:: Activity ::
Within the records that follow, find every line containing the string "message". Copy those lines.

:: Records to use ::
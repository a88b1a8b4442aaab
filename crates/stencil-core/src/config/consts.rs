//! Engine-wide default values

/// File extension appended to template names that lack it
pub const DEFAULT_EXTENSION: &str = "template";

/// Per-render execution budget in milliseconds
pub const DEFAULT_TIMEOUT_MS: u64 = 10_000;

/// Names bound into every execution context for identity metadata
pub mod metadata {
    /// Template base name, extension stripped
    pub const TEMPLATE: &str = "__template";

    /// Absolute template file path
    pub const FILENAME: &str = "__filename";

    /// Directory containing the template file
    pub const DIRNAME: &str = "__dirname";
}
//! Error normalizer
//!
//! Runtime failures pick up an internal frame every time they pass through
//! the fragment dispatcher. Before a failure leaves a render boundary those
//! frames are dropped, so the surfaced trace only names template locations.

use crate::error::RenderError;

/// Drop internal frames from a runtime trace, always keeping the first frame
///
/// Non-runtime errors are returned unchanged.
pub fn normalize(error: RenderError) -> RenderError {
    match error {
        RenderError::Runtime { message, trace } => {
            let trace = trace
                .into_iter()
                .enumerate()
                .filter(|(index, frame)| *index == 0 || !frame.is_internal())
                .map(|(_, frame)| frame)
                .collect();
            RenderError::Runtime { message, trace }
        }
        other => other,
    }
}

#[cfg(test)]
mod tests {
    use super::*;
    use crate::error::Frame;
    use std::path::Path;

    #[test]
    fn test_strips_internal_frames_after_first() {
        let err = RenderError::runtime("x is not defined", Frame::template(Path::new("/v/a"), 1, 3))
            .with_frame(Frame::Internal("dispatch"))
            .with_frame(Frame::template(Path::new("/v/b"), 4, 1))
            .with_frame(Frame::Internal("dispatch"));

        let normalized = normalize(err);
        assert_eq!(
            normalized.trace(),
            &[
                Frame::template(Path::new("/v/a"), 1, 3),
                Frame::template(Path::new("/v/b"), 4, 1),
            ]
        );
    }

    #[test]
    fn test_keeps_leading_internal_frame() {
        let err = RenderError::Runtime {
            message: "boom".to_string(),
            trace: vec![Frame::Internal("dispatch"), Frame::Internal("dispatch")],
        };
        assert_eq!(normalize(err).trace(), &[Frame::Internal("dispatch")]);
    }

    #[test]
    fn test_other_errors_pass_through() {
        let err = normalize(RenderError::Config("bad".to_string()));
        assert!(matches!(err, RenderError::Config(message) if message == "bad"));
    }
}
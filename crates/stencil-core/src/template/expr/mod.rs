//! Expression language used inside `${...}` fragments

pub mod ast;
mod lexer;
mod parser;

pub use ast::{BinaryOp, Expr, ExprKind, LogicalOp, Span, UnaryOp};
pub(crate) use parser::parse_fragment;
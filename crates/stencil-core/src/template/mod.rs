//! Template module - fragment-embedding text templates
//!
//! A template file is arbitrary text with zero or more `${...}` fragments.
//! Each fragment holds one expression that is evaluated against the render's
//! execution context and spliced into the output.
//!
//! ## Syntax
//!
//! - Fragments: `${name}`, `${user.name}`, `${items[0]}`, `${a + b}`
//! - Calls: `${include('header', {title: 'Home'})}`, `${set('k', 1)}`
//! - Operators: `! - + * / % < <= > >= == != === !== && || ?? ?:`
//! - Literals: numbers, `'..'`/`".."`/`` `..` `` strings, `true`, `false`,
//!   `null`, `undefined`, `[..]`, `{k: v}`
//! - `await expr` is accepted; calls are always awaited in place
//! - Escape sequences: `\${literal}` renders `${literal}`, `\\${x}` renders a
//!   backslash followed by the value of `x`

pub mod compile;
pub mod error;
pub mod expr;
mod tokenize;
pub mod value;

pub use compile::{CompiledUnit, Compiler, Segment};
pub use error::{SyntaxError, SyntaxErrorKind};
pub use value::{Builtin, Map, Value};
//! Per-path locking for cache fills
//!
//! This module serializes work keyed by a template path so that concurrent
//! renders of the same uncompiled or changed template compile it once. Locks
//! for distinct paths are independent.
//!
//! The lock table grows lazily, one entry per distinct path ever locked, and
//! entries live as long as the table. The key space is bounded by the number
//! of templates, not by request volume.

mod guard;
mod table;

pub use guard::PathLockGuard;
pub use table::LockTable;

:: Response to the task ::
        RenderError::Runtime { message, trace } => {
            RenderError::Runtime { message, trace }
            message: "boom".to_string(),
        assert!(matches!(err, RenderError::Config(message) if message == "bad"));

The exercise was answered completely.